Mysterious creatures lurk amongst board gaming folk. As our hobby grows in popularity it will attract all sorts of characters. Here is a handy list to help you and your kids discern certain undesirables and know what you can do about them.
The Magpies – These rare creatures are attracted to shiny new components and cards. Luckily, board games are not collectible in monetary value, making them less attractive. Nevertheless, always be watchful of your things at events and gatherings.
AP Walkers – These creatures are inflicted with the AP (Analysis Paralysis) virus. The AP virus infects the brain of the gamer, slowing them down to a near halt. Fortunately, people with AP are not infectious. Most people with APv are affected temporarily. If people tell you to take your turn faster, you may have AP. Focusing on your actions before your turn may improve AP. If AP virus symptoms persist consult your board game doctor.
The Benders – These folk look like normal human beings, but in their mind they feel like professional poker players. The have an incessant need to bend cards, especially around the edges. To them it feels cool and natural. Calling their attention assertively is a good start. Note that it has been a habit for them and they may not be able to turn around just like that.
Howler Monkeys – Playing games is fun and often emotionally exhilarating, at times sending people shouting with glee. However, there are creatures that have beyond normal human voices. Their ear splitting screeches break ceramic dice to powder. What’s worse is that they seem to travel in packs, often playing “who’s the loudest monkey?!” side game.
Giving organizers a heads up regarding the noise level helps, but it will only lessen momentarily, til the next failed dice roll once again threatens the peace.
The Douche – In any type of competition, one always finds an overly competitive hobbyist that seems to know it all. They are experts of board game design, gaming lore and literature, able to hold whole tournaments in their head. They will not let any opportunity pass without voicing out their comments about anything in the hobby, most of which is negative. It is odd that while they have all this knowledge, they can’t seem to translate it to playing well.
So what do you do when you encounter this creature in the wild? It’s simple: stay far away.

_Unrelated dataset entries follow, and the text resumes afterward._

use super::{Exchange, MarketIndex, PRICE_KEYS};
use crate::error::ExchangeError;
use crate::filter_utils::matches_filters;
use crate::models::{Candle, MarketListing, Timeframe, match_price_keys, value_as_f64};
use async_trait::async_trait;
use chrono::{DateTime, Utc};
use reqwest::{Client, StatusCode};
use serde_json::{Map, Value};
use std::collections::HashMap;
use tokio::sync::OnceCell;
use tracing::{debug, info};

const BASE_URL: &str = "https://api.exchange.coinbase.com";
const NAME: &str = "coinbase";
const MAX_LIMIT: usize = 300;

/// Coinbase Exchange public API. Product ids are dashed (`BTC-USD`).
pub struct Coinbase {
    client: Client,
    base_url: String,
    market_filters: HashMap<String, String>,
    markets: OnceCell<MarketIndex>,
}

impl Coinbase {
    pub fn new(client: Client, market_filters: HashMap<String, String>) -> Self {
        Self {
            client,
            base_url: BASE_URL.to_string(),
            market_filters,
            markets: OnceCell::new(),
        }
    }

    async fn markets(&self) -> Result<&MarketIndex, ExchangeError> {
        self.markets
            .get_or_try_init(|| async {
                let response = self
                    .client
                    .get(format!("{}/products", self.base_url))
                    .send()
                    .await?;
                let status = response.status();
                if !status.is_success() {
                    let body = response.text().await.unwrap_or_default();
                    return Err(ExchangeError::Network(format!(
                        "coinbase returned {}: {}",
                        status, body
                    )));
                }
                let products: Vec<Map<String, Value>> = response.json().await?;
                let index = MarketIndex::new(parse_products(products, &self.market_filters));
                info!("Loaded {} coinbase markets", index.len());
                Ok(index)
            })
            .await
    }
}

/// Coinbase only serves these candle granularities.
fn granularity(timeframe: Timeframe) -> Result<i64, ExchangeError> {
    match timeframe {
        Timeframe::M1 | Timeframe::M5 | Timeframe::M15 | Timeframe::H1 | Timeframe::H6 | Timeframe::D1 => {
            Ok(timeframe.seconds())
        }
        other => Err(ExchangeError::NotSupported(format!(
            "coinbase has no {} candles",
            other
        ))),
    }
}

#[async_trait]
impl Exchange for Coinbase {
    fn name(&self) -> &str {
        NAME
    }

    async fn fetch_ohlcv(
        &self,
        symbol: &str,
        timeframe: Timeframe,
        limit: usize,
    ) -> Result<Vec<Candle>, ExchangeError> {
        let id = self.markets().await?.require(NAME, symbol)?.to_string();
        let granularity = granularity(timeframe)?;
        let limit = limit.clamp(1, MAX_LIMIT);

        let end = Utc::now();
        let start = end - chrono::Duration::seconds(granularity * limit as i64);
        let query = [
            ("granularity", granularity.to_string()),
            ("start", start.to_rfc3339()),
            ("end", end.to_rfc3339()),
        ];

        debug!("GET coinbase candles {} {:?}", id, query);
        let response = self
            .client
            .get(format!("{}/products/{}/candles", self.base_url, id))
            .query(&query)
            .send()
            .await?;

        let status = response.status();
        if status == StatusCode::NOT_FOUND {
            return Err(ExchangeError::BadSymbol(format!("coinbase product {} not found", id)));
        }
        if status == StatusCode::TOO_MANY_REQUESTS {
            return Err(ExchangeError::RateLimited {
                exchange: NAME.to_string(),
                wait_secs: 1.0,
            });
        }
        if !status.is_success() {
            let body = response.text().await.unwrap_or_default();
            return Err(ExchangeError::Network(format!("coinbase returned {}: {}", status, body)));
        }

        let rows: Vec<Vec<Value>> = response.json().await?;
        let mut candles = parse_candles(&rows)?;
        if candles.len() > limit {
            candles.drain(..candles.len() - limit);
        }
        Ok(candles)
    }

    async fn fetch_markets(&self) -> Result<Vec<MarketListing>, ExchangeError> {
        Ok(self.markets().await?.listings().to_vec())
    }
}

fn parse_products(
    products: Vec<Map<String, Value>>,
    filters: &HashMap<String, String>,
) -> Vec<MarketListing> {
    products
        .into_iter()
        .filter(|p| matches_filters(p, filters))
        .filter_map(|p| {
            let id = p.get("id")?.as_str()?.to_string();
            let base = p.get("base_currency")?.as_str()?.to_string();
            let quote = p.get("quote_currency")?.as_str()?.to_string();
            Some(MarketListing {
                symbol: format!("{}/{}", base, quote),
                base,
                quote,
                id,
                price: match_price_keys(&p, PRICE_KEYS),
                exchange_name: NAME.to_string(),
            })
        })
        .collect()
}

/// `[time, low, high, open, close, volume]`, newest first, time in seconds.
fn parse_candles(rows: &[Vec<Value>]) -> Result<Vec<Candle>, ExchangeError> {
    let mut candles = rows
        .iter()
        .map(|row| {
            let field = |i: usize| {
                row.get(i)
                    .and_then(value_as_f64)
                    .ok_or_else(|| ExchangeError::Parse(format!("candle field {} missing in {:?}", i, row)))
            };
            let timestamp = row
                .first()
                .and_then(Value::as_i64)
                .and_then(|secs| DateTime::from_timestamp(secs, 0))
                .ok_or_else(|| ExchangeError::Parse(format!("candle time missing in {:?}", row)))?;

            Ok(Candle {
                timestamp,
                low: field(1)?,
                high: field(2)?,
                open: field(3)?,
                close: field(4)?,
                volume: field(5)?,
            })
        })
        .collect::<Result<Vec<_>, ExchangeError>>()?;

    candles.sort_by_key(|c| c.timestamp);
    Ok(candles)
}
use std::fmt;
use std::sync::atomic::{AtomicBool, Ordering};

use parking_lot::Mutex;

use crate::device::ConsumerId;

/// Handle operation that produced a diagnostic.
#[derive(Debug, Copy, Clone, Eq, PartialEq)]
pub enum Operation {
    Construct,
    SetDevice,
    ReserveGpu,
    SynchronizeQueue,
    ReplicateObject,
    Destruct,
}

impl Operation {
    pub fn as_str(self) -> &'static str {
        match self {
            Operation::Construct => "construct",
            Operation::SetDevice => "set_device",
            Operation::ReserveGpu => "reserve_gpu",
            Operation::SynchronizeQueue => "synchronize_queue",
            Operation::ReplicateObject => "replicate_object",
            Operation::Destruct => "destruct",
        }
    }
}

impl fmt::Display for Operation {
    fn fmt(&self, f: &mut fmt::Formatter<'_>) -> fmt::Result {
        f.write_str(self.as_str())
    }
}

/// One human-readable failure report from a handle.
#[derive(Debug, Clone, Eq, PartialEq)]
pub struct Diagnostic {
    pub consumer: ConsumerId,
    /// Label from the handle's configuration, if any.
    pub label: Option<String>,
    pub operation: Operation,
    pub message: String,
}

impl fmt::Display for Diagnostic {
    fn fmt(&self, f: &mut fmt::Formatter<'_>) -> fmt::Result {
        write!(f, "GpuHandle ({}", self.consumer)?;
        if let Some(label) = &self.label {
            write!(f, " {label:?}")?;
        }
        write!(f, ") {}: {}", self.operation, self.message)
    }
}

/// Destination for handle diagnostics.
///
/// Sinks only observe; whatever a sink does, the handle's control flow is the
/// same.
pub trait DiagnosticSink: Send + Sync {
    fn emit(&self, diagnostic: &Diagnostic);
}

static WARNING_DISPLAY: AtomicBool = AtomicBool::new(true);

/// Turns the process-wide diagnostic display on or off.
pub fn set_warning_display(enabled: bool) {
    WARNING_DISPLAY.store(enabled, Ordering::Relaxed);
}

/// Returns whether diagnostics are currently displayed.
pub fn warning_display() -> bool {
    WARNING_DISPLAY.load(Ordering::Relaxed)
}

/// Default sink: forwards to the `log` facade, gated by [`warning_display`].
#[derive(Debug, Copy, Clone, Default)]
pub struct LogSink;

impl LogSink {
    /// Logs `diagnostic` if the display is on; returns whether it did.
    pub fn forward(&self, diagnostic: &Diagnostic) -> bool {
        let shown = warning_display();
        if shown {
            log::error!(target: "gpulease::diagnostics", "{diagnostic}");
        }
        shown
    }
}

impl DiagnosticSink for LogSink {
    fn emit(&self, diagnostic: &Diagnostic) {
        self.forward(diagnostic);
    }
}

/// Sink that keeps every diagnostic in memory.
///
/// Has its own enable flag so inspection does not depend on the global toggle.
#[derive(Debug)]
pub struct RecordingSink {
    enabled: AtomicBool,
    records: Mutex<Vec<Diagnostic>>,
}

impl RecordingSink {
    pub fn new() -> Self {
        Self {
            enabled: AtomicBool::new(true),
            records: Mutex::new(Vec::new()),
        }
    }

    pub fn set_enabled(&self, enabled: bool) {
        self.enabled.store(enabled, Ordering::Relaxed);
    }

    /// Snapshot of everything recorded so far.
    pub fn records(&self) -> Vec<Diagnostic> {
        self.records.lock().clone()
    }

    pub fn len(&self) -> usize {
        self.records.lock().len()
    }

    pub fn is_empty(&self) -> bool {
        self.records.lock().is_empty()
    }

    pub fn clear(&self) {
        self.records.lock().clear();
    }
}

impl Default for RecordingSink {
    fn default() -> Self {
        Self::new()
    }
}

impl DiagnosticSink for RecordingSink {
    fn emit(&self, diagnostic: &Diagnostic) {
        if self.enabled.load(Ordering::Relaxed) {
            self.records.lock().push(diagnostic.clone());
        }
    }
}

Rules Police – Distant relative of the Douche, Rules Police are more reserved creatures. They cringe upon hearing the word house rules or variants. If they play a game, they frequently request for the rulebook on every action other players take, making sure that the way you played the game is correct to the letter. It is heart-breaking for them to have played a game where a rule was misread.
So if you know these people, make sure you rehearse how you teach your game. Better yet, have them teach it for you, just be ready for highly detailed instruction.
The Connoisseur – Ever hear, “Oh our group doesn’t play train games” or perhaps, “We don’t play Munchkin.” if so, you have met a Connoisseur. A closer relative to the Douche, they fully believe they are doing the world a favour by telling everyone how much they not like certain game genres.
If you are a new comer to the hobby, kindly ignore them. Our hobby is about enjoying whatever game interests you.
Swamp Thing – These creatures’ power is their powerful odour. The musk can be strong enough to induce AP migraines. They are often seen in the pro tours flocking together with their black shirt uniform, binders under the armpit and backpacks.
If that person is a friend, then privately telling them nicely about their stench might help them to be more aware. More often than not, you will just have to keep distance.
The Texter – Have you ever played a game where a player kept delaying the game because they were texting? Texters, whenever it is not their turn, instantly look at their phone, scrolling through social streams, posting hashtags about the game their playing. This is rampant especially in younger players. It is not yet known if it’s a stage, but there are occurrences of these traits in some older players.
If you have someone like this in your group, talking to them about it helps. Try asking them questions out-of-turn to pull them back whenever they drift back to their mobiles.
Alpha Gamer – A new class of gamers that have synapses of their brains optimized for board gaming they can see the best possible path within seconds. Now that is a great advantage for winning a lot of games, however, in board games there is a popular genre – cooperative games. Alpha Gamers are terrible players here. They will call people’s attention if their teammates’ action is sub-optimal, and will often insist playing their turn! The rest of the group falls into the conundrum of following what the Alpha Gamer decides, or sabotaging the entire game. Either way, no one has fun.
Talking to an Alpha Gamer before the game about keeping their suggestions at a minimum is an effective strategy. In reality you need their ideas to win the game; it’s just more enjoyable if players are discovering it themselves, or at least, made to think like they did so on their own.